One thing I talked about — is the way the past year reminds me of the late 1960s, when I lived in Detroit and the world seemed violent, unjust and beyond my control. I have noticed that I am worrying about my health, which I did in Detroit in the 60s, and which (I think) is a response to a world out of control and dangerous and wrong. (Always worry about something you can — to an extent — control.) (When you can’t fix the world, fix yourself.) Anyway, I told the story about how I wrote my first publishable fiction.
I had just moved into a house with three other women. It was in Highland Park, a small town entirely surrounded by Detroit. This was the city itself, not a suburb, and it was not entirely safe. (Remember that this was the city as it used to be, full of houses and auto plants, with a murder rate of 800 a year. I loved that city. It was full of energy, but not all the energy was positive.)

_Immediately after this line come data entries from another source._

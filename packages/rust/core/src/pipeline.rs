//! End-to-end extraction run: segments → catalog fetch → enrichment → mirroring.

use std::sync::Arc;
use std::time::{Duration, Instant};

use rand::Rng;
use tracing::{info, instrument, warn};

use svedb_crawler::{CatalogFetcher, DetailScraper, SegmentSummary, SiteClient, TokenLister};
use svedb_shared::{
    CrawlConfig, MetadataTable, RawRecord, RecordSet, Result, Segment, SegmentRegistry,
    TOKEN_SEGMENT,
};
use svedb_storage::AssetStore;

use crate::export::{ExportRecord, export_all};
use crate::mirror::{AssetMirror, MirrorOutcome};

/// A segment whose fetch was abandoned.
#[derive(Debug, Clone, PartialEq, Eq)]
pub struct SegmentFailure {
    pub segment: String,
    pub error: String,
}

/// Result of [`CatalogAggregator::run`].
#[derive(Debug)]
pub struct CatalogRun {
    /// Deduplicated records, sorted by identifier.
    pub records: Vec<RawRecord>,
    /// Scraped metadata, one entry per enriched identifier.
    pub metadata: MetadataTable,
    /// Segments fetched to completion.
    pub segments: Vec<SegmentSummary>,
    /// Segments abandoned part way.
    pub failed_segments: Vec<SegmentFailure>,
    /// Images uploaded to the asset store.
    pub uploads: usize,
    /// Total elapsed time.
    pub elapsed: Duration,
}

impl CatalogRun {
    /// Assemble the output document.
    pub fn export(&self, asset_base_url: &str) -> Vec<ExportRecord> {
        export_all(&self.records, &self.metadata, asset_base_url)
    }
}

/// Progress callback for reporting run status.
pub trait ProgressReporter: Send + Sync {
    /// Called when entering a new phase.
    fn phase(&self, name: &str);
    /// Called when a segment has been fetched to completion.
    fn segment_fetched(&self, summary: &SegmentSummary);
    /// Called after each record has been enriched (and mirrored).
    fn record_enriched(&self, id: &str, current: usize, total: usize);
    /// Called when the run completes.
    fn done(&self, run: &CatalogRun);
}

/// No-op progress reporter for headless/test usage.
pub struct SilentProgress;

impl ProgressReporter for SilentProgress {
    fn phase(&self, _name: &str) {}
    fn segment_fetched(&self, _summary: &SegmentSummary) {}
    fn record_enriched(&self, _id: &str, _current: usize, _total: usize) {}
    fn done(&self, _run: &CatalogRun) {}
}

/// Orchestrates fetching, enrichment and mirroring across segments.
pub struct CatalogAggregator {
    site: SiteClient,
    registry: SegmentRegistry,
    store: Option<Arc<dyn AssetStore>>,
}

impl CatalogAggregator {
    pub fn new(config: CrawlConfig, registry: SegmentRegistry) -> Result<Self> {
        Ok(Self {
            site: SiteClient::new(config)?,
            registry,
            store: None,
        })
    }

    /// Mirror every record's images into `store` during enrichment.
    pub fn with_asset_store(mut self, store: Arc<dyn AssetStore>) -> Self {
        self.store = Some(store);
        self
    }

    /// Run the full extraction for a segment request (`BP01;SD02`, `all`).
    ///
    /// 1. Resolve the request against the registry
    /// 2. Fetch each segment in turn; a failing segment is logged and skipped
    /// 3. Enrich every record from its detail page, with jitter between records
    /// 4. Mirror images, when an asset store is configured
    #[instrument(skip_all, fields(request = %request))]
    pub async fn run(&self, request: &str, progress: &dyn ProgressReporter) -> Result<CatalogRun> {
        let start = Instant::now();
        let segments = self.registry.resolve(request)?;
        info!(segments = segments.len(), "starting extraction");

        // --- Phase 1: Catalog ---
        progress.phase("Fetching catalog");
        let fetcher = CatalogFetcher::new(self.site.clone());
        let mut records = RecordSet::new();
        let mut summaries = Vec::new();
        let mut failed_segments = Vec::new();

        for segment in &segments {
            let outcome = match segment {
                Segment::Catalog(code) => fetcher.fetch_segment(code, &mut records).await,
                Segment::Tokens => self.fetch_tokens(&mut records).await,
            };

            match outcome {
                Ok(summary) => {
                    progress.segment_fetched(&summary);
                    summaries.push(summary);
                }
                Err(e) => {
                    warn!(segment = %segment, error = %e, "segment abandoned");
                    failed_segments.push(SegmentFailure {
                        segment: segment.to_string(),
                        error: e.to_string(),
                    });
                }
            }
        }

        records.sort();
        let records = records.into_vec();
        info!(records = records.len(), failed = failed_segments.len(), "catalog fetched");

        // --- Phase 2: Mirror index ---
        let mirror = match &self.store {
            Some(store) => {
                progress.phase("Listing mirrored assets");
                Some(AssetMirror::open(self.site.clone(), Arc::clone(store)).await)
            }
            None => None,
        };

        // --- Phase 3: Enrichment ---
        progress.phase("Enriching records");
        let scraper = DetailScraper::new(self.site.clone());
        let metadata = MetadataTable::new();
        let total = records.len();
        let mut uploads = 0;

        for (i, record) in records.iter().enumerate() {
            self.jitter().await;

            if let Err(e) = scraper.enrich(record, &metadata).await {
                warn!(record = %record.id, error = %e, "enrichment failed");
            }

            if let Some(mirror) = &mirror {
                if let MirrorOutcome::Uploaded { files } = mirror.mirror(record).await {
                    uploads += files;
                }
            }

            progress.record_enriched(&record.id, i + 1, total);
        }

        let run = CatalogRun {
            records,
            metadata,
            segments: summaries,
            failed_segments,
            uploads,
            elapsed: start.elapsed(),
        };

        info!(
            records = run.records.len(),
            enriched = run.metadata.len(),
            uploads = run.uploads,
            elapsed_ms = run.elapsed.as_millis() as u64,
            "extraction complete"
        );
        progress.done(&run);
        Ok(run)
    }

    /// Fetch the token listing into `records`.
    async fn fetch_tokens(&self, records: &mut RecordSet) -> Result<SegmentSummary> {
        let tokens = TokenLister::new(self.site.clone()).fetch_all().await?;
        let records_seen = tokens.len();
        let records_added = records.extend_dedup(tokens);
        records.sort();

        Ok(SegmentSummary {
            segment: TOKEN_SEGMENT.to_string(),
            pages: self.site.config().token_pages,
            records_seen,
            records_added,
        })
    }

    /// Random pause between detail page requests.
    async fn jitter(&self) {
        let delay = jitter_delay(self.site.config().jitter_ms);
        if !delay.is_zero() {
            tokio::time::sleep(delay).await;
        }
    }
}

/// Pick a pause within `bounds`, in either order.
fn jitter_delay((a, b): (u64, u64)) -> Duration {
    let (lo, hi) = (a.min(b), a.max(b));
    if hi == 0 {
        return Duration::ZERO;
    }
    Duration::from_millis(rand::rng().random_range(lo..=hi))
}
use std::path::Path;
use std::time::Duration;

use config::Config;
use config::ConfigError;
use config::File;
use docreg_http::HttpClientConfig;
use docreg_http::RegistryClient;
use docreg_http::registry::DEFAULT_ENDPOINT;
use serde::Deserialize;

/// Settings for the document submitter, read from a TOML file
#[derive(Debug, Clone, PartialEq, Eq, Deserialize)]
pub struct SubmitterConfig {
    #[serde(default = "default_endpoint")]
    pub endpoint: String,
    pub bearer_token: String,
    #[serde(default = "default_request_limit")]
    pub request_limit: u32,
    #[serde(default = "default_window_secs")]
    pub window_secs: u64,
    #[serde(default = "default_request_timeout_secs")]
    pub request_timeout_secs: u64,
    /// Give up on admission after this long; wait indefinitely when unset
    #[serde(default)]
    pub max_wait_secs: Option<u64>,
    #[serde(default = "default_log_dir")]
    pub log_dir: String,
}

fn default_endpoint() -> String {
    DEFAULT_ENDPOINT.to_string()
}

fn default_request_limit() -> u32 {
    5
}

fn default_window_secs() -> u64 {
    60
}

fn default_request_timeout_secs() -> u64 {
    30
}

fn default_log_dir() -> String {
    "logs".to_string()
}

impl Default for SubmitterConfig {
    /// Every optional setting at its default; the bearer token is left empty
    fn default() -> Self {
        Self {
            endpoint: default_endpoint(),
            bearer_token: String::new(),
            request_limit: default_request_limit(),
            window_secs: default_window_secs(),
            request_timeout_secs: default_request_timeout_secs(),
            max_wait_secs: None,
            log_dir: default_log_dir(),
        }
    }
}

impl SubmitterConfig {
    pub fn window(&self) -> Duration {
        Duration::from_secs(self.window_secs)
    }

    pub fn request_timeout(&self) -> Duration {
        Duration::from_secs(self.request_timeout_secs)
    }

    pub fn max_wait(&self) -> Option<Duration> {
        self.max_wait_secs.map(Duration::from_secs)
    }

    /// Build a registry client from these settings; must run inside a tokio runtime
    pub fn build_client(&self) -> docreg_http::Result<RegistryClient> {
        RegistryClient::builder()
            .endpoint(self.endpoint.as_str())
            .bearer_token(self.bearer_token.as_str())
            .request_limit(self.request_limit)
            .window(self.window())
            .http_config(HttpClientConfig::default().with_request_timeout(self.request_timeout()))
            .build()
    }
}

pub fn load_config<P: AsRef<Path>>(path: P) -> Result<SubmitterConfig, ConfigError> {
    let config = Config::builder().add_source(File::from(path.as_ref())).build()?;

    let loaded: SubmitterConfig = config.try_deserialize()?;
    tracing::info!(endpoint = %loaded.endpoint, request_limit = loaded.request_limit, window_secs = loaded.window_secs, "Loaded submitter config");

    Ok(loaded)
}

/// Load submitter config with fallback to default
///
/// The defaults carry no bearer token, so building a client from them fails
/// until one is configured.
pub fn load_config_or_default<P: AsRef<Path>>(path: P) -> SubmitterConfig {
    let path = path.as_ref();
    match load_config(path) {
        Ok(config) => config,
        Err(err) => {
            tracing::warn!("Failed to load submitter config from {}: {}. Using defaults.", path.display(), err);
            SubmitterConfig::default()
        }
    }
}
use std::future::Future;
use std::pin::Pin;
use std::sync::Arc;
use std::time::Duration;

use tokio::runtime::Handle;
use tokio::sync::Semaphore;
use tokio::sync::TryAcquireError;
use tracing::debug;
use tracing::info;

use crate::error::RateLimitError;
use crate::error::Result;
use crate::limiter::RateLimiter;
use crate::resetter::WindowResetter;

/// Fixed window admission limiter with timer-driven resets
///
/// At most `capacity` callers are admitted per window. Admission consumes a
/// permit for good: finishing a request does not give it back. At every window
/// boundary the [`WindowResetter`] restores the pool to exactly `capacity`,
/// waking blocked callers in the order they started waiting. Callers queued
/// beyond capacity keep waiting for the following window.
pub struct WindowLimiter {
    /// Permit pool, fair (FIFO) for waiters
    permits: Arc<Semaphore>,

    /// Permits restored at every window boundary
    capacity: u32,

    /// Window duration
    window: Duration,

    /// Reset loop, aborted on shutdown or drop
    resetter: WindowResetter,
}

impl WindowLimiter {
    /// Create a new limiter and start its reset loop on the current tokio runtime
    pub fn new(capacity: u32, window: Duration) -> Result<Self> {
        if capacity == 0 {
            return Err(RateLimitError::InvalidConfig("capacity must be greater than 0"));
        }
        if window.is_zero() {
            return Err(RateLimitError::InvalidConfig("window duration must be greater than 0"));
        }
        if capacity as usize > Semaphore::MAX_PERMITS {
            return Err(RateLimitError::InvalidConfig("capacity exceeds the maximum permit count"));
        }

        let runtime = Handle::try_current().map_err(|_| RateLimitError::NoRuntime)?;
        let permits = Arc::new(Semaphore::new(capacity as usize));
        let resetter = WindowResetter::spawn(&runtime, &permits, capacity, window);

        debug!(capacity, ?window, "Window limiter started");

        Ok(Self { permits, capacity, window, resetter })
    }

    /// Create a limiter admitting `capacity` requests per second
    pub fn per_second(capacity: u32) -> Result<Self> {
        Self::new(capacity, Duration::from_secs(1))
    }

    /// Create a limiter admitting `capacity` requests per minute
    pub fn per_minute(capacity: u32) -> Result<Self> {
        Self::new(capacity, Duration::from_secs(60))
    }

    /// Create a builder for configuring a window limiter
    pub fn builder() -> WindowLimiterBuilder {
        WindowLimiterBuilder::new()
    }

    /// Window duration
    pub fn window(&self) -> Duration {
        self.window
    }

    /// Number of window resets performed so far
    pub fn resets(&self) -> u64 {
        self.resetter.resets()
    }

    /// Number of window resets that ran a full window or more behind schedule
    pub fn late_resets(&self) -> u64 {
        self.resetter.late_ticks()
    }

    /// Stop the reset loop and close the pool
    ///
    /// Every caller blocked in `acquire` wakes with [`RateLimitError::Closed`],
    /// as does every later acquire. Calling this more than once is harmless.
    pub fn shutdown(&self) {
        if self.permits.is_closed() {
            return;
        }

        self.resetter.stop();
        self.permits.close();
        info!(capacity = self.capacity, "Window limiter shut down");
    }

    /// True once [`WindowLimiter::shutdown`] has been called
    pub fn is_shut_down(&self) -> bool {
        self.permits.is_closed()
    }
}

impl RateLimiter for WindowLimiter {
    fn try_acquire(&self) -> Result<()> {
        match self.permits.try_acquire() {
            Ok(permit) => {
                permit.forget();
                Ok(())
            }
            Err(TryAcquireError::NoPermits) => Err(RateLimitError::Exhausted),
            Err(TryAcquireError::Closed) => Err(RateLimitError::Closed),
        }
    }

    fn acquire(&self) -> Pin<Box<dyn Future<Output = Result<()>> + Send + '_>> {
        Box::pin(async move {
            // Dropping this future while queued removes the waiter without taking a permit
            let permit = self.permits.acquire().await.map_err(|_| RateLimitError::Closed)?;
            permit.forget();
            Ok(())
        })
    }

    fn available(&self) -> u32 {
        self.permits.available_permits().min(self.capacity as usize) as u32
    }

    fn capacity(&self) -> u32 {
        self.capacity
    }
}

/// Builder for configuring a window limiter
pub struct WindowLimiterBuilder {
    capacity: Option<u32>,
    window: Option<Duration>,
}

impl WindowLimiterBuilder {
    /// Create a new builder
    pub fn new() -> Self {
        Self { capacity: None, window: None }
    }

    /// Set the capacity (max requests per window)
    pub fn capacity(mut self, capacity: u32) -> Self {
        self.capacity = Some(capacity);
        self
    }

    /// Set the window duration
    pub fn window(mut self, window: Duration) -> Self {
        self.window = Some(window);
        self
    }

    /// Set window to 1 second
    pub fn per_second(mut self, capacity: u32) -> Self {
        self.capacity = Some(capacity);
        self.window = Some(Duration::from_secs(1));
        self
    }

    /// Set window to 1 minute
    pub fn per_minute(mut self, capacity: u32) -> Self {
        self.capacity = Some(capacity);
        self.window = Some(Duration::from_secs(60));
        self
    }

    /// Set window to 1 hour
    pub fn per_hour(mut self, capacity: u32) -> Self {
        self.capacity = Some(capacity);
        self.window = Some(Duration::from_secs(3600));
        self
    }

    /// Build the window limiter
    pub fn build(self) -> Result<WindowLimiter> {
        let capacity = self.capacity.ok_or(RateLimitError::InvalidConfig("capacity must be set"))?;
        let window = self.window.ok_or(RateLimitError::InvalidConfig("window must be set"))?;
        WindowLimiter::new(capacity, window)
    }
}

impl Default for WindowLimiterBuilder {
    fn default() -> Self {
        Self::new()
    }
}
use std::fmt;
use std::time::Duration;

/// Result type for admission operations
pub type Result<T> = std::result::Result<T, RateLimitError>;

/// Errors that can occur while waiting for or configuring admission
#[derive(Debug, Clone, Copy, PartialEq, Eq)]
pub enum RateLimitError {
    /// No permit left in the current window (non-blocking path only)
    Exhausted,

    /// No permit was granted before the wait deadline
    Timeout(Duration),

    /// The limiter was shut down while or before waiting
    Closed,

    /// Invalid configuration
    InvalidConfig(&'static str),

    /// Limiter was constructed outside a tokio runtime
    NoRuntime,
}

impl RateLimitError {
    /// True when the caller gave up or was woken without a permit
    pub fn is_interrupted(&self) -> bool {
        matches!(self, RateLimitError::Timeout(_) | RateLimitError::Closed)
    }
}

impl fmt::Display for RateLimitError {
    fn fmt(&self, f: &mut fmt::Formatter<'_>) -> fmt::Result {
        match self {
            RateLimitError::Exhausted => write!(f, "No permits left in the current window"),
            RateLimitError::Timeout(waited) => write!(f, "No permit granted within {:?}", waited),
            RateLimitError::Closed => write!(f, "Rate limiter has been shut down"),
            RateLimitError::InvalidConfig(msg) => write!(f, "Invalid rate limiter configuration: {}", msg),
            RateLimitError::NoRuntime => write!(f, "Rate limiter requires a running tokio runtime"),
        }
    }
}

impl std::error::Error for RateLimitError {}

#[cfg(test)]
mod tests {
    use super::*;

    #[test]
    fn test_interrupted_kinds() {
        assert!(RateLimitError::Timeout(Duration::from_millis(5)).is_interrupted());
        assert!(RateLimitError::Closed.is_interrupted());
        assert!(!RateLimitError::Exhausted.is_interrupted());
        assert!(!RateLimitError::InvalidConfig("x").is_interrupted());
    }

    #[test]
    fn test_display() {
        assert_eq!(RateLimitError::InvalidConfig("capacity must be greater than 0").to_string(), "Invalid rate limiter configuration: capacity must be greater than 0");
        assert_eq!(RateLimitError::Timeout(Duration::from_secs(2)).to_string(), "No permit granted within 2s");
    }
}
use std::time::Duration;

use reqwest::Client;
use reqwest::ClientBuilder;

use crate::errors::RegistryError;
use crate::errors::Result;

/// Configuration for the registry HTTP client.
#[derive(Debug, Clone)]
pub struct HttpClientConfig {
    /// Maximum idle connections per host (default: 8)
    pub pool_max_idle_per_host: usize,

    /// Idle timeout for connections (default: 90s)
    pub pool_idle_timeout: Duration,

    /// Connection establishment timeout (default: 10s)
    pub connect_timeout: Duration,

    /// Total request timeout (default: 30s)
    pub request_timeout: Duration,

    /// TCP keepalive interval (default: 60s)
    pub tcp_keepalive: Duration,

    /// Enable TCP_NODELAY (default: true)
    pub tcp_nodelay: bool,

    /// HTTP/2 adaptive window sizing (default: true)
    pub http2_adaptive_window: bool,

    /// Enable Hickory DNS for async resolution (default: true)
    pub hickory_dns: bool,

    /// User-Agent header sent with every request
    pub user_agent: String,
}

impl Default for HttpClientConfig {
    fn default() -> Self {
        Self {
            pool_max_idle_per_host: 8,
            pool_idle_timeout: Duration::from_secs(90),
            connect_timeout: Duration::from_secs(10),
            request_timeout: Duration::from_secs(30),
            tcp_keepalive: Duration::from_secs(60),
            tcp_nodelay: true,
            http2_adaptive_window: true,
            hickory_dns: true,
            user_agent: concat!("docreg/", env!("CARGO_PKG_VERSION")).to_string(),
        }
    }
}

impl HttpClientConfig {
    /// Override the total request timeout
    pub fn with_request_timeout(mut self, timeout: Duration) -> Self {
        self.request_timeout = timeout;
        self
    }
}

pub struct HttpClient {
    client: Client,
}

impl HttpClient {
    /// Create a new HTTP client with default configuration
    pub fn new() -> Result<Self> {
        Self::with_config(HttpClientConfig::default())
    }

    /// Create a new HTTP client with custom configuration
    pub fn with_config(config: HttpClientConfig) -> Result<Self> {
        let builder = ClientBuilder::new()
            // Connection pooling
            .pool_max_idle_per_host(config.pool_max_idle_per_host)
            .pool_idle_timeout(config.pool_idle_timeout)
            // TCP
            .tcp_nodelay(config.tcp_nodelay)
            .tcp_keepalive(Some(config.tcp_keepalive))
            // Timeouts
            .connect_timeout(config.connect_timeout)
            .timeout(config.request_timeout)
            // TLS with rustls
            .use_rustls_tls()
            .min_tls_version(reqwest::tls::Version::TLS_1_2)
            .http2_adaptive_window(config.http2_adaptive_window)
            .hickory_dns(config.hickory_dns)
            .user_agent(config.user_agent)
            .gzip(true)
            .brotli(true);

        let client = builder.build().map_err(RegistryError::ClientBuild)?;

        Ok(Self { client })
    }

    /// Create a POST request builder
    pub fn post(&self, url: &str) -> reqwest::RequestBuilder {
        self.client.post(url)
    }
}

#[cfg(test)]
mod tests {
    use super::*;

    #[test]
    fn test_default_config() {
        let config = HttpClientConfig::default();
        assert_eq!(config.request_timeout, Duration::from_secs(30));
        assert_eq!(config.connect_timeout, Duration::from_secs(10));
        assert!(config.tcp_nodelay);
        assert!(config.hickory_dns);
        assert!(config.user_agent.starts_with("docreg/"));
    }

    #[test]
    fn test_request_timeout_override() {
        let config = HttpClientConfig::default().with_request_timeout(Duration::from_secs(5));
        assert_eq!(config.request_timeout, Duration::from_secs(5));
    }

    #[tokio::test]
    async fn test_client_creation() {
        let client = HttpClient::new();
        assert!(client.is_ok());
    }
}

The first night I slept in the house I woke to screaming. The house was a side-by-side duplex, and I thought the screaming came from next door. I went downstairs to the one roommate home, my friend Kathe. I thought I heard running steps as I went down, but didn’t really pay attention.
It turned out the person screaming was Kathe. She had been waked by a click as someone tried to open her bedroom door. Having remarkable survival instincts, she woke completely, leaped across the room to hold the door shut and screamed, thus waking me.
We searched the house and found at least one window open. And we called the Highland Park police. They arrived with drawn nickel-plated guns. You have no idea how big and shiny a gun like that is. And they decided that Kathe had dreamed the intrusion.
So they left. Later our two roommates arrived. They were political activists, who were concerned about the rights of the prisoners in Jackson Prison. We could not get them interested in the safety of the house. It turned out they had been leaving a ground floor window unlocked, because one of them has lost her keys. We wanted to put good locks on all the ground floor windows and make sure no one was ever home alone. They were not interested. The safety of their roommates did not seem important. Instead they were focused on the guys in Jackson, who certainly needed help, but we needed help, too. Kathe and I moved out a few days later. Within a week a woman down the street, a friend of ours, was raped in her bedroom.
The police then called Kathe and wanted to talk to her. (They hadn’t filed a report on our break in.) She said, “Screw them all,” and drove to California.
I did the best job I could of securing my new apartment, which was several floor ups. This made the windows pretty safe. But I put a grid over the inside of the front door, because it looked to me as if it could be kicked in. It was years before I could sleep without a light on. And I told this story to people at my job. The women were angry. The men told rape jokes. A male friend of mine told me that all men imagine raping women.
I felt angry and powerless in the face of sexism and serious stupidity. I’m not sure ‘fail’ is the right word here, but…The cops had failed me and Kathe by not doing their job. Our highly political roommates had failed me and Kathe by not caring about the safety of women. My co-workers, at least the men, had failed me by thinking rape was funny. At least one male friend failed me.
All I could think to do was write, and for the first time in my life I began to write fiction that was good enough to sell. One the stories was “The Warlord of Saturn’s Moons,” which is in the Norton Anthology of Science Fiction. Another was “A Clear Day in the Motor City,” which was reprinted in Thomas Disch’s New, Improved Sun.